Supplied records: Begin

use crate::{
    client::ApiClient,
    endpoints::teams as ep,
    error::ApiError,
    http::Transport,
    model::{
        competition::OrganizerTeamSummaryDto,
        player::RegisterPlayerDto,
        team::{CreateTeamDto, StandingDto, TeamDto, TeamFilter, UpdateTeamDto},
        user::UserDto,
    },
    storage::TokenStore,
};

pub struct TeamService<'a, T, S> {
    client: &'a ApiClient<T, S>,
}

impl<'a, T: Transport, S: TokenStore> TeamService<'a, T, S> {
    pub fn new(client: &'a ApiClient<T, S>) -> Self {
        Self { client }
    }

    pub async fn get_all(&self, filter: &TeamFilter) -> Result<Vec<TeamDto>, ApiError> {
        self.client.get_with(ep::BASE, filter).await
    }

    pub async fn get_by_id(&self, team_id: i64) -> Result<TeamDto, ApiError> {
        self.client.get(&ep::by_id(team_id)).await
    }

    pub async fn get_by_coach(
        &self,
        coach_id: i64,
        filter: &TeamFilter,
    ) -> Result<Vec<TeamDto>, ApiError> {
        self.client.get_with(&ep::by_coach(coach_id), filter).await
    }

    pub async fn get_by_competition(
        &self,
        competition_id: i64,
        filter: &TeamFilter,
    ) -> Result<Vec<TeamDto>, ApiError> {
        self.client
            .get_with(&ep::by_competition(competition_id), filter)
            .await
    }

    pub async fn get_by_player(&self, player_id: i64) -> Result<Vec<TeamDto>, ApiError> {
        self.client.get(&ep::by_player(player_id)).await
    }

    /// Standings of a team in every competition it plays.
    pub async fn get_standings(&self, team_id: i64) -> Result<Vec<StandingDto>, ApiError> {
        self.client.get(&ep::standings(team_id)).await
    }

    pub async fn get_competition_standings(
        &self,
        competition_id: i64,
    ) -> Result<Vec<StandingDto>, ApiError> {
        self.client
            .get(&ep::competition_standings(competition_id))
            .await
    }

    pub async fn get_team_competition_standing(
        &self,
        competition_id: i64,
        team_id: i64,
    ) -> Result<StandingDto, ApiError> {
        self.client
            .get(&ep::team_competition_standing(competition_id, team_id))
            .await
    }

    pub async fn create(&self, coach_id: i64, team: &CreateTeamDto) -> Result<TeamDto, ApiError> {
        self.client.post(&ep::coach::create(coach_id), team).await
    }

    pub async fn update(&self, coach_id: i64, team: &UpdateTeamDto) -> Result<TeamDto, ApiError> {
        self.client.put(&ep::coach::update(coach_id), team).await
    }

    pub async fn delete(&self, coach_id: i64, team_id: i64) -> Result<(), ApiError> {
        self.client
            .delete_for_text(&ep::coach::delete(coach_id, team_id))
            .await
            .map(|_| ())
    }

    pub async fn get_coach_teams(&self, coach_id: i64) -> Result<Vec<TeamDto>, ApiError> {
        self.client.get(&ep::coach::all(coach_id)).await
    }

    pub async fn add_player(
        &self,
        coach_id: i64,
        team_id: i64,
        player: &RegisterPlayerDto,
    ) -> Result<TeamDto, ApiError> {
        self.client
            .post(&ep::coach::add_player(coach_id, team_id), player)
            .await
    }

    pub async fn remove_player(
        &self,
        coach_id: i64,
        team_id: i64,
        player_id: i64,
    ) -> Result<(), ApiError> {
        self.client
            .delete_for_text(&ep::coach::remove_player(coach_id, team_id, player_id))
            .await
            .map(|_| ())
    }

    /// Moves a player between two teams of the same coach.
    pub async fn transfer_player(
        &self,
        coach_id: i64,
        source_team_id: i64,
        target_team_id: i64,
        player_id: i64,
    ) -> Result<(), ApiError> {
        self.client
            .post_for_text(
                &ep::coach::transfer_player(coach_id, source_team_id, target_team_id, player_id),
                None::<&()>,
            )
            .await
            .map(|_| ())
    }

    pub async fn get_organizer_competition_teams(
        &self,
        organizer_id: i64,
        competition_id: i64,
    ) -> Result<Vec<OrganizerTeamSummaryDto>, ApiError> {
        self.client
            .get(&ep::organizer::by_competition(organizer_id, competition_id))
            .await
    }

    pub async fn get_competition_coaches(
        &self,
        organizer_id: i64,
        competition_id: i64,
    ) -> Result<Vec<UserDto>, ApiError> {
        self.client
            .get(&ep::organizer::coaches(organizer_id, competition_id))
            .await
    }
}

Supplied records: End

_Exercise prompt_
What is needed is an exact copy of all the data above.

_Response to this task_
use crate::{
    client::ApiClient,
    endpoints::teams as ep,
    error::ApiError,
    http::Transport,
    model::{
        competition::OrganizerTeamSummaryDto,
        player::RegisterPlayerDto,
        team::{CreateTeamDto, StandingDto, TeamDto, TeamFilter, UpdateTeamDto},
        user::UserDto,
    },
    storage::TokenStore,
};

pub struct TeamService<'a, T, S> {
    client: &'a ApiClient<T, S>,
}

impl<'a, T: Transport, S: TokenStore> TeamService<'a, T, S> {
    pub fn new(client: &'a ApiClient<T, S>) -> Self {
        Self { client }
    }

    pub async fn get_all(&self, filter: &TeamFilter) -> Result<Vec<TeamDto>, ApiError> {
        self.client.get_with(ep::BASE, filter).await
    }

    pub async fn get_by_id(&self, team_id: i64) -> Result<TeamDto, ApiError> {
        self.client.get(&ep::by_id(team_id)).await
    }

    pub async fn get_by_coach(
        &self,
        coach_id: i64,
        filter: &TeamFilter,
    ) -> Result<Vec<TeamDto>, ApiError> {
        self.client.get_with(&ep::by_coach(coach_id), filter).await
    }

    pub async fn get_by_competition(
        &self,
        competition_id: i64,
        filter: &TeamFilter,
    ) -> Result<Vec<TeamDto>, ApiError> {
        self.client
            .get_with(&ep::by_competition(competition_id), filter)
            .await
    }

    pub async fn get_by_player(&self, player_id: i64) -> Result<Vec<TeamDto>, ApiError> {
        self.client.get(&ep::by_player(player_id)).await
    }

    /// Standings of a team in every competition it plays.
    pub async fn get_standings(&self, team_id: i64) -> Result<Vec<StandingDto>, ApiError> {
        self.client.get(&ep::standings(team_id)).await
    }

    pub async fn get_competition_standings(
        &self,
        competition_id: i64,
    ) -> Result<Vec<StandingDto>, ApiError> {
        self.client
            .get(&ep::competition_standings(competition_id))
            .await
    }

    pub async fn get_team_competition_standing(
        &self,
        competition_id: i64,
        team_id: i64,
    ) -> Result<StandingDto, ApiError> {
        self.client
            .get(&ep::team_competition_standing(competition_id, team_id))
            .await
    }

    pub async fn create(&self, coach_id: i64, team: &CreateTeamDto) -> Result<TeamDto, ApiError> {
        self.client.post(&ep::coach::create(coach_id), team).await
    }

    pub async fn update(&self, coach_id: i64, team: &UpdateTeamDto) -> Result<TeamDto, ApiError> {
        self.client.put(&ep::coach::update(coach_id), team).await
    }

    pub async fn delete(&self, coach_id: i64, team_id: i64) -> Result<(), ApiError> {
        self.client
            .delete_for_text(&ep::coach::delete(coach_id, team_id))
            .await
            .map(|_| ())
    }

    pub async fn get_coach_teams(&self, coach_id: i64) -> Result<Vec<TeamDto>, ApiError> {
        self.client.get(&ep::coach::all(coach_id)).await
    }

    pub async fn add_player(
        &self,
        coach_id: i64,
        team_id: i64,
        player: &RegisterPlayerDto,
    ) -> Result<TeamDto, ApiError> {
        self.client
            .post(&ep::coach::add_player(coach_id, team_id), player)
            .await
    }

    pub async fn remove_player(
        &self,
        coach_id: i64,
        team_id: i64,
        player_id: i64,
    ) -> Result<(), ApiError> {
        self.client
            .delete_for_text(&ep::coach::remove_player(coach_id, team_id, player_id))
            .await
            .map(|_| ())
    }

    /// Moves a player between two teams of the same coach.
    pub async fn transfer_player(
        &self,
        coach_id: i64,
        source_team_id: i64,
        target_team_id: i64,
        player_id: i64,
    ) -> Result<(), ApiError> {
        self.client
            .post_for_text(
                &ep::coach::transfer_player(coach_id, source_team_id, target_team_id, player_id),
                None::<&()>,
            )
            .await
            .map(|_| ())
    }

    pub async fn get_organizer_competition_teams(
        &self,
        organizer_id: i64,
        competition_id: i64,
    ) -> Result<Vec<OrganizerTeamSummaryDto>, ApiError> {
        self.client
            .get(&ep::organizer::by_competition(organizer_id, competition_id))
            .await
    }

    pub async fn get_competition_coaches(
        &self,
        organizer_id: i64,
        competition_id: i64,
    ) -> Result<Vec<UserDto>, ApiError> {
        self.client
            .get(&ep::organizer::coaches(organizer_id, competition_id))
            .await
    }
}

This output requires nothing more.